National Nurses United, the largest nurses’ union in the United States, blasted the CDC guidance in a Friday statement, saying its members were “extremely disappointed” by the decision.

“This newest CDC guidance is not based on science, does not protect public health, and threatens the lives of patients, nurses, and other frontline workers across the country,” NNU Executive Director Bonnie Castillo said. “Now is not the time to relax protective measures, and we are outraged that the CDC has done just that while we are still in the midst of the deadliest pandemic in a century.”

Dr. Rochelle P. Walensky, the CDC director, said the agency updated its guidance after new studies emerged that show vaccines have been successful at preventing transmission of the virus and protecting against known coronavirus variants. Since mid-April, new cases of COVID-19 have been on a steady decline nationally and the rate of virus-related deaths has plunged as more Americans get vaccinated. 

The nurses’ union, in its statement, says there are still several unanswered questions about the vaccines, including “how well vaccines prevent transmission of the virus” and “how long protection from vaccines will last.” The union also raised concerns about the spread of “deadlier” variants of the virus. 

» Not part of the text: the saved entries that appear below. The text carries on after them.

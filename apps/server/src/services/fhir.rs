//! FHIR materializer orchestration: repository rows in, finished documents
//! out. The document assembly itself lives in `setu_terminology::fhir`; this
//! service resolves identifiers, runs the queries, and stamps the timestamp.
//!
//! Bundle ingest isolates entries from each other: a bad entry becomes a
//! failed response entry, never an aborted request. Only a top-level payload
//! that is not a Bundle at all is rejected outright.

use crate::db::{ClinicalRepository, TerminologyRepository};
use crate::services::terminology::TerminologyService;
use crate::{Error, Result};
use chrono::Utc;
use serde_json::Value;
use setu_terminology::{fhir, BundleEntryOutcome, SearchHit, SystemType, Vocabulary};
use uuid::Uuid;

/// Everything needed to create one dual-coded condition.
#[derive(Debug, Clone)]
pub struct ConditionDraft {
    pub patient_id: Uuid,
    pub doctor_id: Uuid,
    pub namaste_code: String,
    pub icd11_code: Option<String>,
    pub clinical_notes: Option<String>,
    pub consent_given: bool,
}

#[derive(Clone)]
pub struct FhirService {
    terminology_repo: TerminologyRepository,
    terminology: TerminologyService,
    clinical: ClinicalRepository,
}

impl FhirService {
    pub fn new(
        terminology_repo: TerminologyRepository,
        terminology: TerminologyService,
        clinical: ClinicalRepository,
    ) -> Self {
        Self {
            terminology_repo,
            terminology,
            clinical,
        }
    }

    pub async fn namaste_code_system(&self, system: Option<SystemType>) -> Result<Value> {
        let concepts = self.terminology_repo.list_namaste(system).await?;
        Ok(fhir::namaste_code_system(system, &concepts, Utc::now()))
    }

    pub async fn icd11_code_system(&self, module: Option<&str>) -> Result<Value> {
        let concepts = self.terminology_repo.list_icd11(module).await?;
        Ok(fhir::icd11_code_system(module, &concepts, Utc::now()))
    }

    pub async fn concept_map(&self, system: Option<SystemType>) -> Result<Value> {
        let rows = self.terminology_repo.mapping_rows(system).await?;
        Ok(fhir::concept_map(system, &rows, Utc::now()))
    }

    /// `$expand`: wrap autocomplete hits in a ValueSet expansion envelope.
    pub async fn expand_value_set(
        &self,
        filter: &str,
        vocabulary: Option<Vocabulary>,
        count: i64,
    ) -> Result<Value> {
        let hits = self.terminology.search_codes(filter, vocabulary, count).await?;
        Ok(fhir::value_set_expansion(&hits, Utc::now()))
    }

    /// `$translate`: source and target accept either short names or canonical
    /// CodeSystem URLs. An unmapped code still yields a Parameters document,
    /// with `result = false`.
    pub async fn translate(&self, code: &str, system: &str, target: &str) -> Result<Value> {
        let source = Vocabulary::parse(system)
            .map_err(|_| Error::Validation(format!("unknown source system '{system}'")))?;
        let target = Vocabulary::parse(target)
            .map_err(|_| Error::Validation(format!("unknown target system '{target}'")))?;

        let candidates = self.terminology.translate(code, source, target).await?;
        Ok(fhir::translate_parameters(target, &candidates))
    }

    /// `$lookup` against the ICD-11 vocabulary.
    pub async fn lookup_icd11(&self, code: &str) -> Result<Value> {
        let row = self
            .terminology_repo
            .find_icd11(code)
            .await?
            .ok_or_else(|| Error::NotFound(format!("ICD-11 code {code} not found")))?;

        let hit = SearchHit {
            vocabulary: Vocabulary::Icd11,
            code: row.icd_code,
            display: row.title,
            kind: row.module,
            definition: row.definition,
        };
        Ok(fhir::lookup_parameters(&hit))
    }

    /// Create a treatment record and materialize it as a Condition resource.
    pub async fn create_condition(&self, draft: ConditionDraft) -> Result<Value> {
        let (treatment, patient, doctor) = self.create_treatment(draft).await?;
        Ok(fhir::condition(&treatment, &patient, &doctor))
    }

    /// A patient's problem list as a searchset Bundle.
    pub async fn problem_list(&self, patient_id: Uuid, status: Option<&str>) -> Result<Value> {
        self.clinical
            .find_patient(patient_id)
            .await?
            .ok_or_else(|| Error::NotFound(format!("Patient {patient_id} not found")))?;

        let rows = self.clinical.problem_list(patient_id, status).await?;
        let conditions = rows
            .iter()
            .map(|(treatment, patient, doctor)| fhir::condition(treatment, patient, doctor))
            .collect();
        Ok(fhir::problem_list_bundle(conditions))
    }

    /// Ingest a transaction Bundle of Condition entries. Entries are processed
    /// independently; each becomes a `201 Created` or `400 Bad Request` entry
    /// in the transaction-response Bundle.
    pub async fn ingest_bundle(&self, bundle: Value) -> Result<Value> {
        let resource_type = bundle.get("resourceType").and_then(Value::as_str);
        if resource_type != Some("Bundle") {
            return Err(Error::InvalidResource("Invalid FHIR Bundle".to_string()));
        }

        let entries = bundle
            .get("entry")
            .and_then(Value::as_array)
            .cloned()
            .unwrap_or_default();

        let mut outcomes = Vec::with_capacity(entries.len());
        for entry in &entries {
            let outcome = match condition_draft_from_entry(entry) {
                Ok(draft) => match self.create_treatment(draft).await {
                    Ok((treatment, _, _)) => BundleEntryOutcome::Created { id: treatment.id },
                    Err(err) => BundleEntryOutcome::Failed {
                        message: entry_failure_message(err),
                    },
                },
                Err(message) => BundleEntryOutcome::Failed { message },
            };
            outcomes.push(outcome);
        }

        tracing::info!(
            entries = outcomes.len(),
            created = outcomes
                .iter()
                .filter(|o| matches!(o, BundleEntryOutcome::Created { .. }))
                .count(),
            "Bundle processed"
        );

        Ok(fhir::transaction_response(&outcomes))
    }

    async fn create_treatment(
        &self,
        draft: ConditionDraft,
    ) -> Result<(
        setu_terminology::TreatmentRecord,
        setu_terminology::PersonRef,
        setu_terminology::PersonRef,
    )> {
        let patient = self
            .clinical
            .find_patient(draft.patient_id)
            .await?
            .ok_or_else(|| Error::NotFound(format!("Patient {} not found", draft.patient_id)))?;
        let doctor = self
            .clinical
            .find_doctor(draft.doctor_id)
            .await?
            .ok_or_else(|| Error::NotFound(format!("Doctor {} not found", draft.doctor_id)))?;

        let namaste = self
            .terminology_repo
            .find_namaste(&draft.namaste_code)
            .await?
            .ok_or_else(|| {
                Error::NotFound(format!("NAMASTE code {} not found", draft.namaste_code))
            })?;

        // An unknown ICD-11 code does not block creation; the condition is
        // simply recorded single-coded.
        let mut icd11_id = None;
        if let Some(icd_code) = &draft.icd11_code {
            match self.terminology_repo.find_icd11(icd_code).await? {
                Some(row) => icd11_id = Some(row.id),
                None => tracing::warn!(icd_code, "ICD-11 code not found, recording single-coded"),
            }
        }

        let treatment = self
            .clinical
            .insert_treatment(
                patient.id,
                doctor.id,
                namaste.id,
                icd11_id,
                draft.clinical_notes.as_deref(),
                draft.consent_given,
            )
            .await?;

        Ok((treatment, patient, doctor))
    }
}

/// Flatten a per-entry error into the diagnostics string carried by the
/// failed response entry.
fn entry_failure_message(err: Error) -> String {
    match err {
        Error::NotFound(msg) | Error::Validation(msg) | Error::InvalidResource(msg) => msg,
        other => other.to_string(),
    }
}

/// Parse one Bundle entry into a condition draft. Returns the diagnostics
/// message for the failed response entry on any malformed input.
fn condition_draft_from_entry(entry: &Value) -> std::result::Result<ConditionDraft, String> {
    let resource = entry
        .get("resource")
        .ok_or_else(|| "Bundle entry has no resource".to_string())?;

    let resource_type = resource
        .get("resourceType")
        .and_then(Value::as_str)
        .unwrap_or("unknown");
    if resource_type != "Condition" {
        return Err(format!("Unsupported resource type {resource_type}"));
    }

    let codings = resource
        .pointer("/code/coding")
        .and_then(Value::as_array)
        .ok_or_else(|| "Condition has no code.coding".to_string())?;

    let coding_for = |needle: &str| {
        codings.iter().find(|c| {
            c.get("system")
                .and_then(Value::as_str)
                .is_some_and(|s| s.to_ascii_lowercase().contains(needle))
        })
    };

    let namaste_code = coding_for("namaste")
        .and_then(|c| c.get("code"))
        .and_then(Value::as_str)
        .ok_or_else(|| "NAMASTE code is required".to_string())?
        .to_string();
    let icd11_code = coding_for("icd")
        .and_then(|c| c.get("code"))
        .and_then(Value::as_str)
        .map(String::from);

    let patient_id = reference_id(resource, "/subject/reference", "Patient")
        .ok_or_else(|| "Condition subject must reference a Patient by id".to_string())?;
    let doctor_id = reference_id(resource, "/recorder/reference", "Practitioner")
        .ok_or_else(|| "Condition recorder must reference a Practitioner by id".to_string())?;

    let clinical_notes = resource
        .pointer("/note/0/text")
        .and_then(Value::as_str)
        .map(String::from);

    Ok(ConditionDraft {
        patient_id,
        doctor_id,
        namaste_code,
        icd11_code,
        clinical_notes,
        consent_given: true,
    })
}

/// Extract the UUID from a `Type/id` reference of the expected type.
fn reference_id(resource: &Value, pointer: &str, expected_type: &str) -> Option<Uuid> {
    let reference = resource.pointer(pointer)?.as_str()?;
    let (resource_type, id) = reference.split_once('/')?;
    if resource_type != expected_type {
        return None;
    }
    id.parse().ok()
}

#[cfg(test)]
mod tests {
    use super::*;
    use serde_json::json;

    fn condition_entry(namaste: Option<&str>, icd: Option<&str>) -> Value {
        let mut coding = Vec::new();
        if let Some(code) = namaste {
            coding.push(json!({
                "system": "http://ayush.gov.in/fhir/CodeSystem/namaste-ayurveda",
                "code": code,
                "display": "Kasa",
            }));
        }
        if let Some(code) = icd {
            coding.push(json!({
                "system": "http://id.who.int/icd/release/11/2024-01",
                "code": code,
                "display": "Cough",
            }));
        }
        json!({
            "resource": {
                "resourceType": "Condition",
                "code": { "coding": coding },
                "subject": { "reference": "Patient/00000000-0000-0000-0000-000000000001" },
                "recorder": { "reference": "Practitioner/00000000-0000-0000-0000-000000000002" },
                "note": [{ "text": "productive cough" }],
            }
        })
    }

    #[test]
    fn parses_a_dual_coded_entry() {
        let draft = condition_draft_from_entry(&condition_entry(Some("AY-002"), Some("MD12")))
            .expect("entry should parse");
        assert_eq!(draft.namaste_code, "AY-002");
        assert_eq!(draft.icd11_code.as_deref(), Some("MD12"));
        assert_eq!(draft.clinical_notes.as_deref(), Some("productive cough"));
        assert!(draft.consent_given);
    }

    #[test]
    fn entry_without_namaste_coding_fails_with_a_message() {
        let err = condition_draft_from_entry(&condition_entry(None, Some("MD12"))).unwrap_err();
        assert_eq!(err, "NAMASTE code is required");
    }

    #[test]
    fn non_condition_entries_are_reported_not_dropped() {
        let entry = json!({ "resource": { "resourceType": "Observation" } });
        let err = condition_draft_from_entry(&entry).unwrap_err();
        assert_eq!(err, "Unsupported resource type Observation");
    }

    #[test]
    fn malformed_subject_reference_fails() {
        let mut entry = condition_entry(Some("AY-002"), None);
        entry["resource"]["subject"]["reference"] = json!("Patient/not-a-uuid");
        assert!(condition_draft_from_entry(&entry).is_err());

        let mut entry = condition_entry(Some("AY-002"), None);
        entry["resource"]["subject"]["reference"] = json!("Group/00000000-0000-0000-0000-000000000001");
        assert!(condition_draft_from_entry(&entry).is_err());
    }

    #[test]
    fn entry_without_resource_fails() {
        let err = condition_draft_from_entry(&json!({})).unwrap_err();
        assert_eq!(err, "Bundle entry has no resource");
    }
}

The recent studies highlighted by the CDC show that the Pfizer and Moderna vaccines have been effective against several variants of the virus and that vaccinated people bear little risk of spreading the disease.

Yet frontline workers—like nurses, grocery clerks, janitors, and restaurant servers—won’t have a guarantee that everyone they’re interacting with is indeed vaccinated, the nurses’ union statement points out, leading to heightened risk in the work place. “There has been so much inequity in the vaccine rollout and racial inequity in who is a frontline worker put most at risk by this guidance,” NNU President Zenei Triunfo-Cortez said. “The impact of the CDC’s guidance update will be felt disproportionately by workers of color and their families and communities.”